Tougher than a woodpecker’s lips – USAT Off-road National Championships

When putting together the race calendar for this year, I attempted to figure out what my “big” races would be. My original plans were to race as part of Team USA in the Netherlands at the ITU Off-road Triathlon World Championships as my first big race. My second would be racing the road equivalent in London (ITU Triathlon World Championships).

After digging into the off-road race, I discovered that the bulk of the race would be racing on the beach or on sand dunes. To me, that didn’t sound like much fun, especially given the price. Where I REALLY wanted to race was at ITU Offroad Triathlon Worlds in Germany for 2014. Giving up the Netherlands race in 2013, however, meant I would also be giving up a spot on the team. Soooo, that meant I would have to re-qualify for 2014. I set off to figure out how since, in the past, the qualification had been fuzzy at best.

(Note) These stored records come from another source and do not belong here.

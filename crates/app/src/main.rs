//! SheetSync - one scheduled reconciliation run
//!
//! Meant to be started by an external scheduler every few minutes. Each run
//! decides from the local time which jobs are due.

use std::process::ExitCode;

use anyhow::Context;
use chrono::Utc;
use sheetsync_core::Schedule;
use sheetsync_infra::{config, init_logging};
use tracing::{info, warn};

#[tokio::main(flavor = "current_thread")]
async fn main() -> anyhow::Result<ExitCode> {
    // .env is optional, real environment variables win
    let dotenv = dotenvy::dotenv();

    let config = config::load().context("failed to load configuration")?;
    config.validate().context("invalid configuration")?;

    let now = Utc::now();
    let schedule = Schedule::from_config(&config.schedule)?;
    let today = now.with_timezone(&schedule.timezone()).date_naive();
    let _log_guard = init_logging(&config.logging, today)?;

    match dotenv {
        Ok(path) => info!(path = %path.display(), "Loaded .env"),
        Err(e) => info!(error = %e, "No .env file loaded"),
    }
    info!(version = env!("CARGO_PKG_VERSION"), "SheetSync starting");

    let report = sheetsync_app::run(config, now).await?;

    if report.has_failures() {
        warn!(failed = report.failed.len(), "Run finished with failures");
        return Ok(ExitCode::FAILURE);
    }
    info!(completed = report.completed.len(), "Run finished");
    Ok(ExitCode::SUCCESS)
}
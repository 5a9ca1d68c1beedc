use serde::{Deserialize, Serialize};

/// Plain-text message for the operators.
#[derive(Debug, Clone, PartialEq, Eq, Serialize, Deserialize)]
pub struct Notification {
    pub subject: String,
    pub body: String,
    pub recipients: Vec<String>,
    pub cc: Vec<String>,
}
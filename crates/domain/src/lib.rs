//! # SheetSync Domain
//!
//! Business domain types for the sheet reconciliation jobs.
//!
//! This crate contains:
//! - Ticket key normalization and escalation ticket extraction
//! - Sheet snapshot types, typed field values and patches
//! - Carrier classification for tracking numbers
//! - Domain error types and Result definitions
//! - Configuration structures
//!
//! ## Architecture
//! - Depends only on the foundation tier of `sheetsync-common`
//! - Pure domain models and data structures, no I/O

pub mod config;
pub mod constants;
pub mod errors;
pub mod types;
pub mod utils;

// Re-export commonly used items
pub use config::*;
pub use errors::*;
pub use types::*;
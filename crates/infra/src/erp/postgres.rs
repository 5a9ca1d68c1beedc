//! tokio-postgres adapter for [`ErpRepository`]
//!
//! Every query is parameterized. Character columns come back padded, so
//! text values are trimmed before they reach the domain types.

use async_trait::async_trait;
use chrono::NaiveDate;
use sheetsync_core::ErpRepository;
use sheetsync_domain::{
    normalize_queue, ErpConfig, OrderSnapshot, Result, SerialLine, SerialScope, SheetSyncError,
    ShipmentRecord, TicketKey,
};
use tokio_postgres::{Client, NoTls, Row};
use tracing::{debug, error, info};

use crate::errors::InfraError;

const ORDER_QUERY: &str = "
SELECT sopnumbe, bachnumb, reqshipdate, cstponbr, user2ent
FROM (
    SELECT sopnumbe, bachnumb, reqshipdate::date AS reqshipdate, cstponbr, user2ent, 0 AS source
    FROM sop10100
    WHERE sopnumbe = ANY($1)
    UNION ALL
    SELECT sopnumbe, bachnumb, reqshipdate::date AS reqshipdate, cstponbr, user2ent, 1 AS source
    FROM sop30200
    WHERE sopnumbe = ANY($1)
) orders
ORDER BY source, sopnumbe
LIMIT 1";

const DEVICE_SERIALS_QUERY: &str = "
SELECT DISTINCT h.cstponbr, l.itemnmbr, s.serltnum
FROM sop10200 l
JOIN sop10100 h ON h.sopnumbe = l.sopnumbe
JOIN sop10201 s ON s.sopnumbe = l.sopnumbe AND s.itemnmbr = l.itemnmbr
WHERE l.soptype = 2
  AND l.sopnumbe LIKE ANY($1)
  AND s.serltnum NOT LIKE '%*%'
  AND l.itemnmbr = ANY($2)
ORDER BY h.cstponbr, l.itemnmbr";

const QUEUE_SERIALS_QUERY: &str = "
SELECT DISTINCT h.cstponbr, l.itemnmbr, s.serltnum
FROM sop10200 l
JOIN sop10100 h ON h.sopnumbe = l.sopnumbe
JOIN sop10201 s ON s.sopnumbe = l.sopnumbe AND s.itemnmbr = l.itemnmbr
WHERE l.soptype = 2
  AND l.sopnumbe LIKE ANY($1)
  AND s.serltnum NOT LIKE '%*%'
  AND h.bachnumb = ANY($2)
  AND s.itemnmbr NOT LIKE 'LIC%'
  AND l.itemdesc NOT LIKE '%License%'
  AND s.serltnum NOT LIKE '%MAUR0%'
ORDER BY h.cstponbr, l.itemnmbr";

const SHIPMENT_QUERY: &str = "
SELECT sopnumbe, bachnumb, tracking_number
FROM (
    SELECT h.sopnumbe, h.bachnumb, t.tracking_number, 0 AS source
    FROM sop30200 h
    LEFT JOIN sop10107 t ON t.sopnumbe = h.sopnumbe
    WHERE h.sopnumbe = ANY($1)
    UNION ALL
    SELECT h.sopnumbe, h.bachnumb, t.tracking_number, 1 AS source
    FROM sop10100 h
    LEFT JOIN sop10107 t ON t.sopnumbe = h.sopnumbe
    WHERE h.sopnumbe = ANY($1)
) shipments
ORDER BY (tracking_number IS NULL), source
LIMIT 1";

const OWNER_QUERY: &str = "
SELECT owner
FROM (
    SELECT e.name AS owner, 0 AS source
    FROM tickets.tickets_core_view t
    JOIN people.employees e ON e.employee_id = t.logged_by
    WHERE t.ticket_id::text = $1
    UNION ALL
    SELECT e.name AS owner, 1 AS source
    FROM tickets.can_tickets_core t
    JOIN people.employees e ON e.employee_id = t.logged_by
    WHERE t.ticket_id::text = $1
    UNION ALL
    SELECT a.fullname AS owner, 2 AS source
    FROM wom.provisioning_work_orders w
    JOIN wom.accounts a ON a.id = w.owner_id
    WHERE w.provisioning_wo_number::text = $1
) owners
WHERE owner IS NOT NULL AND TRIM(owner) <> ''
ORDER BY source
LIMIT 1";

fn db_err(err: tokio_postgres::Error) -> SheetSyncError {
    InfraError::from(err).into()
}

/// Trimmed text, `None` when blank.
fn clean(value: Option<String>) -> Option<String> {
    value.map(|v| v.trim().to_string()).filter(|v| !v.is_empty())
}

/// `LIKE` patterns matching every order filed under the ticket.
fn serial_patterns(key: &TicketKey) -> Vec<String> {
    vec![format!("{key}%"), format!("CW{key}-1%")]
}

fn text(row: &Row, column: &str) -> Result<Option<String>> {
    row.try_get::<_, Option<String>>(column).map(clean).map_err(db_err)
}

async fn open(url: &str, label: &'static str) -> Result<Client> {
    let (client, connection) = tokio_postgres::connect(url, NoTls).await.map_err(db_err)?;
    tokio::spawn(async move {
        if let Err(err) = connection.await {
            error!(database = label, error = %err, "ERP connection closed with error");
        }
    });
    info!(database = label, "Connected to ERP database");
    Ok(client)
}

pub struct PostgresErpRepository {
    orders: Client,
    owners: Option<Client>,
}

impl PostgresErpRepository {
    /// Open the order database and, when configured, the separate helpdesk
    /// ownership database.
    pub async fn connect(config: &ErpConfig) -> Result<Self> {
        let orders = open(&config.url, "orders").await?;
        let owners = match config.owner_url.as_deref().filter(|u| !u.trim().is_empty()) {
            Some(url) => Some(open(url, "owners").await?),
            None => None,
        };
        Ok(Self { orders, owners })
    }

    fn owner_client(&self) -> &Client {
        self.owners.as_ref().unwrap_or(&self.orders)
    }
}

#[async_trait]
impl ErpRepository for PostgresErpRepository {
    async fn find_order(&self, key: &TicketKey) -> Result<Option<OrderSnapshot>> {
        let numbers = key.erp_order_numbers();
        let Some(row) = self.orders.query_opt(ORDER_QUERY, &[&numbers]).await.map_err(db_err)?
        else {
            return Ok(None);
        };

        Ok(Some(OrderSnapshot {
            order_number: text(&row, "sopnumbe")?.unwrap_or_default(),
            queue: normalize_queue(&text(&row, "bachnumb")?.unwrap_or_default()),
            requested_ship_date: row
                .try_get::<_, Option<NaiveDate>>("reqshipdate")
                .map_err(db_err)?,
            customer_po: text(&row, "cstponbr")?,
            created_by: text(&row, "user2ent")?,
        }))
    }

    async fn find_serials(
        &self,
        key: &TicketKey,
        scope: SerialScope<'_>,
    ) -> Result<Vec<SerialLine>> {
        let patterns = serial_patterns(key);
        let rows = match scope {
            SerialScope::Devices(items) => {
                self.orders.query(DEVICE_SERIALS_QUERY, &[&patterns, &items]).await
            }
            SerialScope::ConfigurationQueues(queues) => {
                self.orders.query(QUEUE_SERIALS_QUERY, &[&patterns, &queues]).await
            }
        }
        .map_err(db_err)?;

        let mut lines = Vec::with_capacity(rows.len());
        for row in &rows {
            let (Some(item_number), Some(serial)) = (text(row, "itemnmbr")?, text(row, "serltnum")?)
            else {
                continue;
            };
            lines.push(SerialLine { item_number, serial_number: serial.to_uppercase() });
        }
        debug!(ticket = %key, lines = lines.len(), "loaded serial lines");
        Ok(lines)
    }

    async fn find_shipment(&self, key: &TicketKey) -> Result<Option<ShipmentRecord>> {
        let numbers = key.erp_order_numbers();
        let Some(row) = self.orders.query_opt(SHIPMENT_QUERY, &[&numbers]).await.map_err(db_err)?
        else {
            return Ok(None);
        };

        Ok(Some(ShipmentRecord {
            order_number: text(&row, "sopnumbe")?.unwrap_or_default(),
            queue: normalize_queue(&text(&row, "bachnumb")?.unwrap_or_default()),
            tracking_number: text(&row, "tracking_number")?,
        }))
    }

    async fn find_ticket_owner(&self, key: &TicketKey) -> Result<Option<String>> {
        let row = self
            .owner_client()
            .query_opt(OWNER_QUERY, &[&key.as_str()])
            .await
            .map_err(db_err)?;
        match row {
            Some(row) => text(&row, "owner"),
            None => Ok(None),
        }
    }
}
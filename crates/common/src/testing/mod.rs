//! Testing utilities and helpers
//!
//! - **[`sleeper`]**: a [`Sleeper`](crate::resilience::Sleeper) that records
//!   requested delays instead of waiting
//!
//! ## Usage
//!
//! ```rust,ignore
//! use sheetsync_common::testing::RecordingSleeper;
//!
//! let sleeper = Arc::new(RecordingSleeper::new());
//! let invoker = RemoteCallInvoker::new(policy, classifier).with_sleeper(sleeper.clone());
//! // ... drive the invoker
//! assert_eq!(sleeper.recorded().len(), 4);
//! ```

pub mod sleeper;

pub use sleeper::RecordingSleeper;
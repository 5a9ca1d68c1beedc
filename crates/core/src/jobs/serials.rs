//! Serial numbers allocated in the ERP, written to the order sheet

use std::sync::Arc;

use async_trait::async_trait;
use sheetsync_domain::constants::{
    ALLOCATABLE_STATUSES, ALLOCATED_STATUS, MAC_CHECK_COMPLETE, MAC_CHECK_REQUIRED,
    PHONES_EQUIPMENT_TYPE,
};
use sheetsync_domain::utils::{device_display_name, device_item_numbers, is_mac_address};
use sheetsync_domain::{
    DesiredField, OrderColumns, Record, Result, SerialLine, SerialScope, TicketKey,
};
use tracing::info;

use super::SyncJob;
use crate::erp_ports::ErpRepository;
use crate::reconcile::{BatchSummary, ReconciliationDriver, RowReconciler};

pub const SERIAL_NUMBER_LABEL: &str = "Serial Number Automation Failure";

/// Render serial lines for the sheet.
///
/// Each new item opens a `[ name ]` heading, consecutive lines of the same
/// item only add their serial.
pub fn format_serials(lines: &[SerialLine]) -> String {
    let mut parts = Vec::with_capacity(lines.len());
    let mut current_item: Option<&str> = None;
    for line in lines {
        let item = line.item_number.trim();
        let serial = line.serial_number.trim().to_uppercase();
        if current_item == Some(item) {
            parts.push(serial);
        } else {
            parts.push(format!("\n[ {} ] \n{serial}", device_display_name(item)));
            current_item = Some(item);
        }
    }
    parts.join(" \n").trim().replace('"', "")
}

pub struct SerialNumberJob {
    driver: Arc<ReconciliationDriver>,
    erp: Arc<dyn ErpRepository>,
    order_sheet_id: u64,
    configuration_queues: Vec<String>,
    columns: OrderColumns,
}

impl SerialNumberJob {
    pub fn new(
        driver: Arc<ReconciliationDriver>,
        erp: Arc<dyn ErpRepository>,
        order_sheet_id: u64,
        configuration_queues: Vec<String>,
        columns: OrderColumns,
    ) -> Self {
        Self { driver, erp, order_sheet_id, configuration_queues, columns }
    }
}

#[async_trait]
impl SyncJob for SerialNumberJob {
    fn label(&self) -> &str {
        SERIAL_NUMBER_LABEL
    }

    async fn run(&self) -> Result<BatchSummary> {
        let reconciler = SerialReconciler {
            erp: self.erp.as_ref(),
            devices: device_item_numbers(),
            configuration_queues: &self.configuration_queues,
            columns: &self.columns,
        };
        self.driver.run(self.order_sheet_id, &reconciler).await?.into_result()
    }
}

struct SerialReconciler<'a> {
    erp: &'a dyn ErpRepository,
    devices: Vec<&'static str>,
    configuration_queues: &'a [String],
    columns: &'a OrderColumns,
}

#[async_trait]
impl RowReconciler for SerialReconciler<'_> {
    fn name(&self) -> &str {
        "serial_numbers"
    }

    fn key_column(&self) -> &str {
        &self.columns.ticket
    }

    fn skip_reason(&self, record: &Record) -> Option<String> {
        (record.text(&self.columns.mac_check) == MAC_CHECK_COMPLETE)
            .then(|| MAC_CHECK_COMPLETE.to_string())
    }

    async fn desired_fields(&self, key: &TicketKey, record: &Record) -> Result<Vec<DesiredField>> {
        let phones = record.text(&self.columns.equipment_type).trim() == PHONES_EQUIPMENT_TYPE;
        let scope = if phones {
            SerialScope::Devices(&self.devices)
        } else {
            SerialScope::ConfigurationQueues(self.configuration_queues)
        };

        let lines = self.erp.find_serials(key, scope).await?;
        if lines.is_empty() {
            info!(ticket = %key, "No equipment allocated");
            return Ok(Vec::new());
        }

        let serials = format_serials(&lines);
        if serials == record.text(&self.columns.serial_numbers) {
            info!(ticket = %key, "Serial(s) already entered");
            return Ok(Vec::new());
        }

        let mut fields = vec![DesiredField::new(&self.columns.serial_numbers, serials)];
        if phones && lines.iter().any(|l| !is_mac_address(&l.serial_number.trim().to_uppercase())) {
            fields.push(DesiredField::new(&self.columns.mac_check, MAC_CHECK_REQUIRED));
        }
        let status = record.text(&self.columns.status);
        if ALLOCATABLE_STATUSES.contains(&status.as_str()) {
            fields.push(DesiredField::new(&self.columns.status, ALLOCATED_STATUS));
        }
        Ok(fields)
    }
}
use std::time::Duration;

use async_trait::async_trait;
use parking_lot::Mutex;

use crate::resilience::Sleeper;

/// Sleeper that returns immediately and remembers every requested delay.
#[derive(Debug, Default)]
pub struct RecordingSleeper {
    delays: Mutex<Vec<Duration>>,
}

impl RecordingSleeper {
    pub fn new() -> Self {
        Self::default()
    }

    /// Delays requested so far, in call order.
    pub fn recorded(&self) -> Vec<Duration> {
        self.delays.lock().clone()
    }

    pub fn total(&self) -> Duration {
        self.delays.lock().iter().sum()
    }
}

#[async_trait]
impl Sleeper for RecordingSleeper {
    async fn sleep(&self, delay: Duration) {
        self.delays.lock().push(delay);
    }
}
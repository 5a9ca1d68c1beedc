//! Port interface for shipping carrier tracking APIs

use async_trait::async_trait;
use sheetsync_domain::{Carrier, Result, TicketKey, TrackingReport};

#[async_trait]
pub trait CarrierTracker: Send + Sync {
    fn carrier(&self) -> Carrier;

    /// Latest status for `tracking_number`. `reference` is sent along as the
    /// request's transaction id.
    async fn track(&self, tracking_number: &str, reference: &TicketKey) -> Result<TrackingReport>;
}
//! Pure helpers and static data tables

pub mod device_catalog;

pub use device_catalog::{device_display_name, device_item_numbers, is_mac_address};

I discovered that this year, USA Triathlon would be holding their inaugural Off-Road National Championship in Grand Prairie, Texas, which would be the qualifier for Germany 2014. The problem? It was the same weekend as London (road triathlon worlds). So if I REALLY wanted to go to Germany, I’d have to also give up racing in London. After a quick calculation of the costs to fly to London, accommodations and a brief discussion with Mr. England himself, Peter Lilly, I decided to forego it as well.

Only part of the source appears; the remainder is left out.